- Opening Delimiter -

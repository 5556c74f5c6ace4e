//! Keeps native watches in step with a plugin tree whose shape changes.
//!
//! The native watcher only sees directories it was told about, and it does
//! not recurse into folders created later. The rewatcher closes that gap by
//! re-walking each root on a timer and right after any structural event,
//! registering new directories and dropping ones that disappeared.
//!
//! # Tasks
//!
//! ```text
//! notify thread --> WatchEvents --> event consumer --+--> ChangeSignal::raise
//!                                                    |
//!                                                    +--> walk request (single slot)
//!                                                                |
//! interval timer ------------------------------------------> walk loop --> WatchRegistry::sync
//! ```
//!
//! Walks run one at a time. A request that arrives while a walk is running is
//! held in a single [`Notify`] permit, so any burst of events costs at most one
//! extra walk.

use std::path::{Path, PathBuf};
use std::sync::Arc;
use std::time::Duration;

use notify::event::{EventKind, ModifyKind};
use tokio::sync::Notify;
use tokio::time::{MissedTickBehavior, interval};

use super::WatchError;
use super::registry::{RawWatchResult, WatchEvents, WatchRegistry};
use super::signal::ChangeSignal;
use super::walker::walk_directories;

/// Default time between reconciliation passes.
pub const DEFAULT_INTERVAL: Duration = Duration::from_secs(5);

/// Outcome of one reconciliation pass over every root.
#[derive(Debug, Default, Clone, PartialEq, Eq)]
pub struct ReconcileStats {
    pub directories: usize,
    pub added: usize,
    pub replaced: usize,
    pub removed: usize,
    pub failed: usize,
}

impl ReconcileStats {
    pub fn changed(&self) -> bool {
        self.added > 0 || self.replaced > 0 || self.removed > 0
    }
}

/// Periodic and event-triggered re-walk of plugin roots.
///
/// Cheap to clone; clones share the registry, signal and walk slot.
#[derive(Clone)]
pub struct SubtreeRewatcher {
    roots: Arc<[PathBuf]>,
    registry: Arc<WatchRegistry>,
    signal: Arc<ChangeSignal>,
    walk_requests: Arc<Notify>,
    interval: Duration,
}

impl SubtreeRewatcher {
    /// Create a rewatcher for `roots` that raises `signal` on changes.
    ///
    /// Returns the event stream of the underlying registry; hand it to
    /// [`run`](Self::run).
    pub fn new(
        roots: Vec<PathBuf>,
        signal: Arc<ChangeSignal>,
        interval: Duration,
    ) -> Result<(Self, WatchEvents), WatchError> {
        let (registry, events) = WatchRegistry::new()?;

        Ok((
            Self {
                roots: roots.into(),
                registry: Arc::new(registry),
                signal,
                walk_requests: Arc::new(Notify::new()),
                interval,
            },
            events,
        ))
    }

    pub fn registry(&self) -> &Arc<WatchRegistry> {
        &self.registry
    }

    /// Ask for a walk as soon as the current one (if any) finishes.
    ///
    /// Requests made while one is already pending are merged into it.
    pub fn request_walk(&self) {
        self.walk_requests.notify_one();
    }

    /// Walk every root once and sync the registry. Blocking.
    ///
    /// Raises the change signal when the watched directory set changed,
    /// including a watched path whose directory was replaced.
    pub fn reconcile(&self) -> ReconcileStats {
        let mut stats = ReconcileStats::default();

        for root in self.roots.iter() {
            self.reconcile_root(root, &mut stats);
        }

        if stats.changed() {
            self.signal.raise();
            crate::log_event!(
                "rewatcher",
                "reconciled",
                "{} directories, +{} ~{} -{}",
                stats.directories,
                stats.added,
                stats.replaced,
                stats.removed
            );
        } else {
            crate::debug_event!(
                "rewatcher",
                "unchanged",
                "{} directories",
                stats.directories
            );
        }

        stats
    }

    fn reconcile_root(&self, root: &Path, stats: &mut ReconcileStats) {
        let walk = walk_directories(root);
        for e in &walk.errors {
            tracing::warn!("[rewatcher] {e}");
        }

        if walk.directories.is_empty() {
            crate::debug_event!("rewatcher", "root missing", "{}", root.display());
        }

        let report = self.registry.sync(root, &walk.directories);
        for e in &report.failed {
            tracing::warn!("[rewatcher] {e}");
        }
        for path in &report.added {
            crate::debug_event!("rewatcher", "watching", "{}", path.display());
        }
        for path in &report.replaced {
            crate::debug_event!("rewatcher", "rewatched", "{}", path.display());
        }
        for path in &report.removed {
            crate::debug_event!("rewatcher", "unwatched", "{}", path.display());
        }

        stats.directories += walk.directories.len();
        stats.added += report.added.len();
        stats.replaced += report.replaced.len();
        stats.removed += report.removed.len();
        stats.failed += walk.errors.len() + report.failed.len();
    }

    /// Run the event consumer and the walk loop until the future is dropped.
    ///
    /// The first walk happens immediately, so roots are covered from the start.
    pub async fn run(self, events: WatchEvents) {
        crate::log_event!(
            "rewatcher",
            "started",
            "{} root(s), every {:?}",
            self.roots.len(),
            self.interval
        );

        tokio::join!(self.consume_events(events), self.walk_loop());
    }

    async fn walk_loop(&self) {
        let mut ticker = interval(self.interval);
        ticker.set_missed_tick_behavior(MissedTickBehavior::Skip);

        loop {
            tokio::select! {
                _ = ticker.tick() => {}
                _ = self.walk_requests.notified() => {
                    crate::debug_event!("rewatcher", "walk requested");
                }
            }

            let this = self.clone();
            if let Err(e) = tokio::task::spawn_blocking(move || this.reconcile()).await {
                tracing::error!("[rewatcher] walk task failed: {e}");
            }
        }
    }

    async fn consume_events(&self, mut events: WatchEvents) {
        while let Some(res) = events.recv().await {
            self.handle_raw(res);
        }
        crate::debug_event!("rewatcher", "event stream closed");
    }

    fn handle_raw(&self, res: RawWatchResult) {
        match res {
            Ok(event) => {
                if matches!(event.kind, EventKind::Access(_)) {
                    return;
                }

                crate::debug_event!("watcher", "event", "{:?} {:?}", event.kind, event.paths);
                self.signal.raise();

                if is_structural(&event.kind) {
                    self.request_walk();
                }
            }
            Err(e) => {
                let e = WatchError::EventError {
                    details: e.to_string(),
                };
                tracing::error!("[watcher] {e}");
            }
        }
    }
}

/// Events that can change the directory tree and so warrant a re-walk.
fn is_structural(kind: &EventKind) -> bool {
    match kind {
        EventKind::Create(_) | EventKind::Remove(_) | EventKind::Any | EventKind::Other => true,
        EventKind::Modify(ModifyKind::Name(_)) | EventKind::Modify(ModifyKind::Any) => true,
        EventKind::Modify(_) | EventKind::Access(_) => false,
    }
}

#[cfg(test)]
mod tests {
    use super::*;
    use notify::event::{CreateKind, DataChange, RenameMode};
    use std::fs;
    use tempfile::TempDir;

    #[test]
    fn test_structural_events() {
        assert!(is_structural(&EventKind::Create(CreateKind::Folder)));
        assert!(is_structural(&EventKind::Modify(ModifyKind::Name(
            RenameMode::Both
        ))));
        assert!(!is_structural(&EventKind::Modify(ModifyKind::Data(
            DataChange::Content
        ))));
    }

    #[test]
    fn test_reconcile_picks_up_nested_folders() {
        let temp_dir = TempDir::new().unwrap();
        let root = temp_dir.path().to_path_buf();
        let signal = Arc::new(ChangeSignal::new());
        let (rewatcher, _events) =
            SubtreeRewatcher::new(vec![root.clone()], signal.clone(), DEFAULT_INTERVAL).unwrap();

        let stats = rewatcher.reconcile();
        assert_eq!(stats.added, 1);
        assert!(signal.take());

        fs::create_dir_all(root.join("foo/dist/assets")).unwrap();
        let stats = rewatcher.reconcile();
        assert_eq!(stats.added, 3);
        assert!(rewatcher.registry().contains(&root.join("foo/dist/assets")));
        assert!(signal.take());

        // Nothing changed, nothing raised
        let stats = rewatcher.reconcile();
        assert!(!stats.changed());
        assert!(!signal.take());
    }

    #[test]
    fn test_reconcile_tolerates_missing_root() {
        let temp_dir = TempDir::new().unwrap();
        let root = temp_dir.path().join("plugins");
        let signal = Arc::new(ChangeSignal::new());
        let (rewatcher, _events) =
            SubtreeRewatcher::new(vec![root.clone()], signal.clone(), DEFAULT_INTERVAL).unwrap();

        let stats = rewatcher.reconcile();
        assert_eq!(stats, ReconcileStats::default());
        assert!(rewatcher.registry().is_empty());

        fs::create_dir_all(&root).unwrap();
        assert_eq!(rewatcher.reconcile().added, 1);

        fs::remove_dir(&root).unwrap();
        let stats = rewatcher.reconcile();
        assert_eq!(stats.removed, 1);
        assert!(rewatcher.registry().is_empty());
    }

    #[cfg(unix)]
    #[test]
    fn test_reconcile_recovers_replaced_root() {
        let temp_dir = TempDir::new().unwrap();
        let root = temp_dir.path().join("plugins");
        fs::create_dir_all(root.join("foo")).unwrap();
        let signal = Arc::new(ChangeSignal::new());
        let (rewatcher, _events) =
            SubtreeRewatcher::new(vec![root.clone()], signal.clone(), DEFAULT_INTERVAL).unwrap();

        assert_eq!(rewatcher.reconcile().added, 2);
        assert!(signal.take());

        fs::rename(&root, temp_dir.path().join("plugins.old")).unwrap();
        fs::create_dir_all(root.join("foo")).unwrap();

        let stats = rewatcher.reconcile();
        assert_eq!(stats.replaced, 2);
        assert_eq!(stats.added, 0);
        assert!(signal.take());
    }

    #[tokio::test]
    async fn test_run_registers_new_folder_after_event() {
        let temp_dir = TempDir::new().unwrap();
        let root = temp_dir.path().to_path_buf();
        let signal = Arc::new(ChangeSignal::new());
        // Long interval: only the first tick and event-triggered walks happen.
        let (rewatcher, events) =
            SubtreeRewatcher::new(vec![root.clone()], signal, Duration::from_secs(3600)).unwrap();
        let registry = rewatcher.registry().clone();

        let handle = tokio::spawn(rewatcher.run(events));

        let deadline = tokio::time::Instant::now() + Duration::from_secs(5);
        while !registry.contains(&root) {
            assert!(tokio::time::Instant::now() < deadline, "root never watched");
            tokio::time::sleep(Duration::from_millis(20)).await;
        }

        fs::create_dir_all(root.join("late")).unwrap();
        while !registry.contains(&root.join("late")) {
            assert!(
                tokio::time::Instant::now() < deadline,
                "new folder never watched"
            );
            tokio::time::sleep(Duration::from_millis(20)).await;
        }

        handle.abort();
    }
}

- Closing Delimiter -

Keep both end lines and retype everything in the records above from the line containing "pub fn request_walk(&self)" through the line containing "for root in", exactly, with nothing else.

    pub fn request_walk(&self) {
        self.walk_requests.notify_one();
    }

    /// Walk every root once and sync the registry. Blocking.
    ///
    /// Raises the change signal when the watched directory set changed,
    /// including a watched path whose directory was replaced.
    pub fn reconcile(&self) -> ReconcileStats {
        let mut stats = ReconcileStats::default();

        for root in self.roots.iter() {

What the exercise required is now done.